Deep Dive: Entity Extraction

How EdgeQuake Extracts Knowledge Entities from Documents

Entity extraction is the foundation of EdgeQuake’s Graph-RAG system. This document explains the algorithms, strategies, and design decisions behind entity extraction.

Overview

Entity extraction transforms unstructured text into structured knowledge graph nodes:

┌─────────────────────────────────────────────────────────────────┐
│                 ENTITY EXTRACTION PIPELINE                      │
├─────────────────────────────────────────────────────────────────┤
│                                                                 │
│  ┌────────────────────────────────────────────────────────┐     │
│  │ Input: Text Chunk (1200 tokens)                        │     │
│  │                                                        │     │
│  │ "Dr. Sarah Chen at MIT developed a novel approach      │     │
│  │  to neural network optimization using gradient         │     │
│  │  descent with adaptive learning rates..."              │     │
│  └────────────────────────────────────────────────────────┘     │
│                             │                                   │
│                             ▼                                   │
│  ┌────────────────────────────────────────────────────────┐     │
│  │ Entity Extractor (LLM-based)                           │     │
│  │                                                        │     │
│  │ • SOTAExtractor: Tuple-based parsing (production)      │     │
│  │ • LLMExtractor: JSON-based parsing (simple)            │     │
│  │ • GleaningExtractor: Multi-pass extraction             │     │
│  └────────────────────────────────────────────────────────┘     │
│                             │                                   │
│                             ▼                                   │
│  ┌────────────────────────────────────────────────────────┐     │
│  │ Output: ExtractionResult                               │     │
│  │                                                        │     │
│  │ entities:                                              │     │
│  │   - SARAH_CHEN (PERSON): "Researcher at MIT..."        │     │
│  │   - MIT (ORGANIZATION): "Academic institution..."      │     │
│  │   - NEURAL_NETWORK (CONCEPT): "Machine learning..."    │     │
│  │   - GRADIENT_DESCENT (METHOD): "Optimization..."       │     │
│  │                                                        │     │
│  │ relationships:                                         │     │
│  │   - SARAH_CHEN → works_at → MIT                        │     │
│  │   - SARAH_CHEN → developed → NEURAL_NETWORK            │     │
│  │   - NEURAL_NETWORK → uses → GRADIENT_DESCENT           │     │
│  └────────────────────────────────────────────────────────┘     │
│                                                                 │
└─────────────────────────────────────────────────────────────────┘

Why LLM-Based Extraction?

Traditional Named Entity Recognition (NER) systems use trained models with fixed entity types.
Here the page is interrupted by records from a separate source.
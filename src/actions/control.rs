//! Branching and flow-control actions

use anyhow::Context as _;
use serde_json::Value;

use crate::engine::branch::BranchArms;
use crate::engine::registry::ActionUnit;
use crate::engine::store::Scope;
use crate::eval::value_text;

/// `check-value`: compare a stored variable against an evaluated value
/// and continue through the matching branch arm
///
/// Parameters: `variable`, `scope` (tag), `comparison` (`exists`,
/// `equals`, `not-equals`, `greater`, `less`, `contains`), `value`, and
/// the `if_true`/`if_false` branch policies. A missing arm stalls the
/// run when the condition lands on it.
pub fn check_value() -> ActionUnit {
    ActionUnit::new("check-value", |seq, cache, record| {
        let name = record
            .str_param("variable")
            .context("check-value requires a 'variable' parameter")?;
        let scope = record.int_param("scope").unwrap_or(1);
        let current = Scope::from_tag(scope).and_then(|scope| seq.vars().get(scope, name, cache));
        let expected = record
            .str_param("value")
            .and_then(|raw| seq.evaluate(raw, cache));
        let comparison = record.str_param("comparison").unwrap_or("exists");

        let result = compare(comparison, current.as_ref(), expected.as_ref());
        let arms = BranchArms::from_record(record);
        seq.jump_to(cache, &arms, result);
        Ok(())
    })
}

/// `stop`: end the run here by never handing control back
///
/// The completion callback does not fire; stopping is a stall on
/// purpose, not a completion.
pub fn stop() -> ActionUnit {
    ActionUnit::new("stop", |_seq, _cache, _record| Ok(()))
}

fn compare(kind: &str, current: Option<&Value>, expected: Option<&Value>) -> bool {
    match kind {
        "exists" => current.is_some_and(|value| !value.is_null()),
        "equals" => matches!((current, expected), (Some(a), Some(b)) if loose_eq(a, b)),
        "not-equals" => !matches!((current, expected), (Some(a), Some(b)) if loose_eq(a, b)),
        "greater" => match (current, expected) {
            (Some(a), Some(b)) => match (a.as_f64(), b.as_f64()) {
                (Some(x), Some(y)) => x > y,
                _ => false,
            },
            _ => false,
        },
        "less" => match (current, expected) {
            (Some(a), Some(b)) => match (a.as_f64(), b.as_f64()) {
                (Some(x), Some(y)) => x < y,
                _ => false,
            },
            _ => false,
        },
        "contains" => match (current, expected) {
            (Some(Value::Array(items)), Some(needle)) => items.contains(needle),
            (Some(haystack), Some(needle)) => {
                value_text(haystack).contains(&value_text(needle))
            }
            _ => false,
        },
        other => {
            tracing::warn!("Unknown comparison '{}'; treating as false", other);
            false
        }
    }
}

/// Equality with numeric awareness: numbers compare as numbers, mixed
/// types compare by rendered text
fn loose_eq(a: &Value, b: &Value) -> bool {
    if let (Some(x), Some(y)) = (a.as_f64(), b.as_f64()) {
        return x == y;
    }
    value_text(a) == value_text(b)
}
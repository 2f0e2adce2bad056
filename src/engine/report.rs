//! Per-step failure reporting
//!
//! When a step's implementation returns an error, the sequencer catches
//! it at the invoke site, formats a user-facing diagnostic identifying
//! the owning definition and the 1-based step number, and forwards it to
//! the engine's error sink. One failure produces exactly one report.

use super::cache::InvocationCache;

/// Receiver for user-facing failure reports
///
/// `diagnostic` identifies the failing step; `detail` carries the error
/// chain. Implementations must not panic and must not block for long:
/// they run on the thread that hit the failure.
pub trait ErrorSink: Send + Sync {
    /// Receive one failing step's report
    fn report(&self, diagnostic: &str, detail: &str, cache: &InvocationCache);
}

impl<F> ErrorSink for F
where
    F: Fn(&str, &str, &InvocationCache) + Send + Sync,
{
    fn report(&self, diagnostic: &str, detail: &str, cache: &InvocationCache) {
        self(diagnostic, detail, cache)
    }
}

/// Sink that discards reports, leaving only the log line
#[derive(Debug, Default, Clone, Copy)]
pub struct NullSink;

impl ErrorSink for NullSink {
    fn report(&self, _diagnostic: &str, _detail: &str, _cache: &InvocationCache) {}
}

/// Formats failing-step diagnostics and forwards them to the sink
pub struct ErrorReporter {
    sink: Box<dyn ErrorSink>,
}

impl ErrorReporter {
    /// Create a reporter forwarding to `sink`
    pub fn new(sink: Box<dyn ErrorSink>) -> Self {
        Self { sink }
    }

    /// Diagnostic prefix naming the owning definition and the step the
    /// run is currently on, numbered from 1
    pub fn describe(cache: &InvocationCache) -> String {
        let sequence = cache.sequence();
        format!(
            "Error with {} \"{}\", Action #{}",
            sequence.kind,
            sequence.name,
            cache.cursor() + 1
        )
    }

    /// Report one failing step: log it and forward it to the sink
    pub(crate) fn failing_step(&self, cache: &InvocationCache, err: &anyhow::Error) {
        let diagnostic = Self::describe(cache);
        let detail = format!("{err:#}");
        tracing::error!("{} (run {}): {}", diagnostic, cache.id(), detail);
        self.sink.report(&diagnostic, &detail, cache);
    }
}
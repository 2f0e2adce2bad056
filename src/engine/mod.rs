//! Engine core: wiring for the cursor protocol and its collaborators
//!
//! An [`Engine`] owns the action registry, the variable store, the
//! expression evaluator, and the failure reporter. It is cheap to clone
//! and safe to share; runs are driven through the [`Sequencer`] handle it
//! hands out.

// Submodules
pub mod branch;
pub mod cache;
pub mod error;
pub mod registry;
pub mod report;
pub mod sequencer;
pub mod store;

use parking_lot::ReentrantMutex;
use serde::{Deserialize, Serialize};
use std::path::PathBuf;
use std::sync::Arc;

use crate::defs::DefsIndex;
use crate::defs::loader;
use crate::eval::{Evaluator, TemplateEvaluator};
use error::DefsResult;
use registry::{ActionRegistry, ActionUnit};
use report::{ErrorReporter, ErrorSink, NullSink};
use sequencer::Sequencer;
use store::VariableStore;

/// Engine configuration
#[derive(Debug, Clone, Serialize, Deserialize)]
pub struct EngineConfig {
    /// Directory sequence definitions are loaded from
    pub defs_dir: PathBuf,

    /// Log every executed step at debug level
    pub debug: bool,
}

impl Default for EngineConfig {
    fn default() -> Self {
        Self {
            defs_dir: PathBuf::from("defs"),
            debug: false,
        }
    }
}

pub(crate) struct EngineInner {
    pub(crate) config: EngineConfig,
    pub(crate) registry: ActionRegistry,
    pub(crate) vars: VariableStore,
    pub(crate) evaluator: Box<dyn Evaluator>,
    pub(crate) reporter: ErrorReporter,
    /// Serializes step execution engine-wide; reentrant so synchronous
    /// action chains can nest without deadlocking
    pub(crate) turn: ReentrantMutex<()>,
}

/// The composition root hosts embed
///
/// Clones share the same state. Install action units, load definitions,
/// then fire runs through [`Engine::sequencer`].
#[derive(Clone)]
pub struct Engine {
    pub(crate) inner: Arc<EngineInner>,
}

impl Engine {
    /// Create an engine with default configuration and collaborators
    pub fn new() -> Self {
        Self::builder().build()
    }

    /// Start building an engine with custom collaborators
    pub fn builder() -> EngineBuilder {
        EngineBuilder {
            config: EngineConfig::default(),
            evaluator: None,
            sink: None,
        }
    }

    /// This engine's configuration
    pub fn config(&self) -> &EngineConfig {
        &self.inner.config
    }

    /// The action registry
    pub fn registry(&self) -> &ActionRegistry {
        &self.inner.registry
    }

    /// The variable store
    pub fn vars(&self) -> &VariableStore {
        &self.inner.vars
    }

    /// A sequencer handle for driving runs
    pub fn sequencer(&self) -> Sequencer {
        Sequencer {
            engine: self.inner.clone(),
        }
    }

    /// Install action units into the registry
    ///
    /// Each unit's implementation is registered first, then its
    /// initialization hook runs. A failing hook is logged and does not
    /// unregister the action or block the remaining units.
    pub fn install(&self, units: impl IntoIterator<Item = ActionUnit>) {
        for unit in units {
            let name = unit.name;
            self.inner.registry.register(name.clone(), unit.action);
            tracing::debug!("Installed action unit '{}'", name);
            if let Some(hook) = unit.initialize {
                if let Err(err) = hook(self) {
                    tracing::error!("Initialization of action unit '{}' failed: {:#}", name, err);
                }
            }
        }
    }

    /// Load sequence definitions from the configured directory
    pub fn load_defs(&self) -> DefsResult<DefsIndex> {
        loader::load_dir(&self.inner.config.defs_dir)
    }
}

impl Default for Engine {
    fn default() -> Self {
        Self::new()
    }
}

/// Builder for engines with custom collaborators
pub struct EngineBuilder {
    config: EngineConfig,
    evaluator: Option<Box<dyn Evaluator>>,
    sink: Option<Box<dyn ErrorSink>>,
}

impl EngineBuilder {
    /// Use the given configuration
    pub fn config(mut self, config: EngineConfig) -> Self {
        self.config = config;
        self
    }

    /// Use a custom expression evaluator
    pub fn evaluator(mut self, evaluator: impl Evaluator + 'static) -> Self {
        self.evaluator = Some(Box::new(evaluator));
        self
    }

    /// Forward failing-step reports to a custom sink
    pub fn error_sink(mut self, sink: impl ErrorSink + 'static) -> Self {
        self.sink = Some(Box::new(sink));
        self
    }

    /// Finish building the engine
    pub fn build(self) -> Engine {
        let evaluator = self
            .evaluator
            .unwrap_or_else(|| Box::new(TemplateEvaluator::new()));
        let sink = self.sink.unwrap_or_else(|| Box::new(NullSink));
        Engine {
            inner: Arc::new(EngineInner {
                config: self.config,
                registry: ActionRegistry::new(),
                vars: VariableStore::new(),
                evaluator,
                reporter: ErrorReporter::new(sink),
                turn: ReentrantMutex::new(()),
            }),
        }
    }
}

#[cfg(test)]
mod tests {
    use super::*;
    use anyhow::anyhow;
    use std::sync::atomic::{AtomicUsize, Ordering};

    #[test]
    fn default_config_points_at_defs() {
        let config = EngineConfig::default();
        assert_eq!(config.defs_dir, PathBuf::from("defs"));
        assert!(!config.debug);
    }

    #[test]
    fn install_runs_hooks_after_registration() {
        let engine = Engine::new();
        let hooks = Arc::new(AtomicUsize::new(0));

        let counted = hooks.clone();
        engine.install([
            ActionUnit::new("first", |_seq, _cache, _record| Ok(())).with_initialize(
                move |engine| {
                    // registration happens before the hook runs
                    assert!(engine.registry().has("first"));
                    counted.fetch_add(1, Ordering::SeqCst);
                    Ok(())
                },
            ),
        ]);

        assert_eq!(hooks.load(Ordering::SeqCst), 1);
    }

    #[test]
    fn failing_hook_isolates_and_keeps_action() {
        let engine = Engine::new();
        engine.install([
            ActionUnit::new("breaks", |_seq, _cache, _record| Ok(()))
                .with_initialize(|_engine| Err(anyhow!("init failed"))),
            ActionUnit::new("after", |_seq, _cache, _record| Ok(())),
        ]);

        assert!(engine.registry().has("breaks"));
        assert!(engine.registry().has("after"));
    }

    #[test]
    fn clones_share_state() {
        let engine = Engine::new();
        let other = engine.clone();
        engine.install([ActionUnit::new("shared", |_seq, _cache, _record| Ok(()))]);
        assert!(other.registry().has("shared"));
    }
}
//! Error types for the segue engine
//!
//! Domain errors use thiserror; action implementations report failures
//! through `anyhow` so arbitrary host causes can flow to the reporter.

use std::io;
use std::path::PathBuf;
use thiserror::Error;

/// Definition loading errors
#[derive(Debug, Error)]
pub enum DefsError {
    /// Definitions directory not found
    #[error("Definitions directory not found: {0}")]
    DirNotFound(PathBuf),

    /// Definition file failed to parse
    #[error("Invalid definition file {path}: {detail}")]
    InvalidFile {
        /// Path of the offending file
        path: PathBuf,
        /// Parse error details
        detail: String,
    },

    /// IO error
    #[error("IO error: {0}")]
    Io(#[from] io::Error),
}

/// Convenience result alias for definition loading
pub type DefsResult<T> = std::result::Result<T, DefsError>;

/// Outcome type action implementations report through
///
/// Actions run inside the per-step failure boundary, so any `Err` returned
/// here is caught at the invoke site, reported once, and never unwinds into
/// the step that scheduled it.
pub type ActionResult<T = ()> = anyhow::Result<T>;
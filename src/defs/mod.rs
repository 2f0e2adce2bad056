//! Sequence definitions: the data an automation author produces
//!
//! A definition is a named, ordered list of opaque action records. The
//! engine never interprets record parameters itself; each record is handed
//! whole to the registered action implementation that matches its name.

use serde::{Deserialize, Serialize};
use serde_json::{Map, Value};
use std::collections::HashMap;
use std::fmt;
use std::sync::Arc;

pub mod loader;

/// Kind of surface a sequence definition is attached to
#[derive(Debug, Clone, Copy, Default, PartialEq, Eq, Hash, Serialize, Deserialize)]
#[serde(rename_all = "snake_case")]
pub enum SequenceKind {
    /// Invoked explicitly by name, typically with caller-supplied context
    #[default]
    Command,
    /// Fired by the host when a matching occurrence happens
    Event,
}

impl fmt::Display for SequenceKind {
    fn fmt(&self, f: &mut fmt::Formatter<'_>) -> fmt::Result {
        match self {
            SequenceKind::Command => write!(f, "Command"),
            SequenceKind::Event => write!(f, "Event"),
        }
    }
}

/// A single step: an action name plus whatever parameters that action
/// understands, preserved untyped
#[derive(Debug, Clone, Serialize, Deserialize)]
pub struct ActionRecord {
    /// Name the record is resolved against the action registry with
    pub name: String,

    /// Remaining parameters, kept as raw JSON for the implementation
    #[serde(flatten)]
    pub params: Map<String, Value>,
}

impl ActionRecord {
    /// Create a record with no parameters
    pub fn new(name: impl Into<String>) -> Self {
        Self {
            name: name.into(),
            params: Map::new(),
        }
    }

    /// Add one parameter, builder style
    pub fn with_param(mut self, key: impl Into<String>, value: impl Into<Value>) -> Self {
        self.params.insert(key.into(), value.into());
        self
    }

    /// Look up a raw parameter value
    pub fn param(&self, key: &str) -> Option<&Value> {
        self.params.get(key)
    }

    /// Look up a parameter expected to be a string
    pub fn str_param(&self, key: &str) -> Option<&str> {
        self.params.get(key).and_then(Value::as_str)
    }

    /// Look up a parameter expected to be an integer
    pub fn int_param(&self, key: &str) -> Option<i64> {
        self.params.get(key).and_then(Value::as_i64)
    }

    /// Look up a parameter expected to be a boolean
    pub fn bool_param(&self, key: &str) -> Option<bool> {
        self.params.get(key).and_then(Value::as_bool)
    }
}

/// A named, ordered action list authored as data
#[derive(Debug, Clone, Serialize, Deserialize)]
pub struct SequenceDef {
    /// Surface this definition is attached to
    #[serde(default)]
    pub kind: SequenceKind,

    /// Name the definition is indexed under
    pub name: String,

    /// Ordered steps; position is meaningful, jump targets refer to it
    #[serde(default)]
    pub actions: Vec<ActionRecord>,
}

impl SequenceDef {
    /// Create a definition from parts
    pub fn new(kind: SequenceKind, name: impl Into<String>, actions: Vec<ActionRecord>) -> Self {
        Self {
            kind,
            name: name.into(),
            actions,
        }
    }

    /// Number of steps in the list
    pub fn len(&self) -> usize {
        self.actions.len()
    }

    /// Whether the list has no steps
    pub fn is_empty(&self) -> bool {
        self.actions.is_empty()
    }

    /// The record at a 0-based step index, if in range
    pub fn step(&self, index: usize) -> Option<&ActionRecord> {
        self.actions.get(index)
    }
}

/// Catalog of loaded definitions, indexed by kind and name
#[derive(Debug, Default)]
pub struct DefsIndex {
    commands: HashMap<String, Arc<SequenceDef>>,
    events: HashMap<String, Arc<SequenceDef>>,
}

impl DefsIndex {
    /// Create an empty index
    pub fn new() -> Self {
        Self::default()
    }

    /// Insert a definition, replacing any previous one with the same kind
    /// and name
    pub fn insert(&mut self, def: SequenceDef) {
        let map = match def.kind {
            SequenceKind::Command => &mut self.commands,
            SequenceKind::Event => &mut self.events,
        };
        if let Some(previous) = map.insert(def.name.clone(), Arc::new(def)) {
            tracing::debug!("Replaced {} definition '{}'", previous.kind, previous.name);
        }
    }

    /// Look up a command definition by name
    pub fn command(&self, name: &str) -> Option<Arc<SequenceDef>> {
        self.commands.get(name).cloned()
    }

    /// Look up an event definition by name
    pub fn event(&self, name: &str) -> Option<Arc<SequenceDef>> {
        self.events.get(name).cloned()
    }

    /// Look up a definition by kind and name
    pub fn get(&self, kind: SequenceKind, name: &str) -> Option<Arc<SequenceDef>> {
        match kind {
            SequenceKind::Command => self.command(name),
            SequenceKind::Event => self.event(name),
        }
    }

    /// List definition names of one kind, unordered
    pub fn names(&self, kind: SequenceKind) -> Vec<String> {
        let map = match kind {
            SequenceKind::Command => &self.commands,
            SequenceKind::Event => &self.events,
        };
        map.keys().cloned().collect()
    }

    /// Total number of definitions across both kinds
    pub fn len(&self) -> usize {
        self.commands.len() + self.events.len()
    }

    /// Whether the index holds no definitions
    pub fn is_empty(&self) -> bool {
        self.commands.is_empty() && self.events.is_empty()
    }
}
EdgeQuake uses LLMs for extraction because:

Traditional NER	LLM-Based Extraction
Fixed entity types (PERSON, ORG, LOC)	Configurable entity types
Requires training data	Zero-shot, no training
Labels only (no descriptions)	Rich semantic descriptions
Explicit mentions only	Infers implicit entities
Rule-based relationships	Semantic relationship inference

The Trade-Off

┌─────────────────────────────────────────────────────────────────┐
│                 EXTRACTION APPROACH COMPARISON                  │
├─────────────────────────────────────────────────────────────────┤
│                                                                 │
│  Traditional NER (SpaCy, BERT)        LLM Extraction (GPT-4o)   │
│  ─────────────────────────────        ───────────────────────   │
│  Speed: ~1000 docs/sec                Speed: ~10 docs/sec       │
│  Cost: Free (local)                   Cost: $0.001/doc          │
│  Quality: Fixed patterns              Quality: Semantic understanding
│  Recall: 60-80%                       Recall: 85-95%            │
│  Relationships: None                  Relationships: Inferred   │
│                                                                 │
│  USE WHEN:                            USE WHEN:                 │
│  • High volume, low budget            • Quality matters most    │
│  • Standard entity types              • Domain-specific entities│
│  • Speed is critical                  • Need relationships      │
│                                                                 │
└─────────────────────────────────────────────────────────────────┘

EdgeQuake chooses LLM extraction because knowledge graph quality is paramount for effective RAG.

Extraction Strategies

EdgeQuake provides three extraction strategies:

1. SOTAExtractor (Production)

The state-of-the-art extractor uses tuple-based output format from LightRAG research:

pub struct SOTAExtractor<L>
where
    L: LLMProvider + ?Sized,
{
    llm_provider: Arc<L>,
    entity_types: Vec<String>,
    prompts: EntityExtractionPrompts,
    parser: HybridExtractionParser,
    language: String,
}

Key Features:

Tuple-based output: (ENTITY_NAME|ENTITY_TYPE|DESCRIPTION)
More robust parsing than JSON
Adaptive max_tokens based on chunk complexity
Automatic retry with token increase on truncation

Example Output:

("SARAH_CHEN"|"PERSON"|"Research scientist at MIT specializing in neural networks")
("MIT"|"ORGANIZATION"|"Massachusetts Institute of Technology, leading research university")
("SARAH_CHEN"|"MIT"|"works_at"|"Dr. Chen is a researcher at MIT's AI Lab")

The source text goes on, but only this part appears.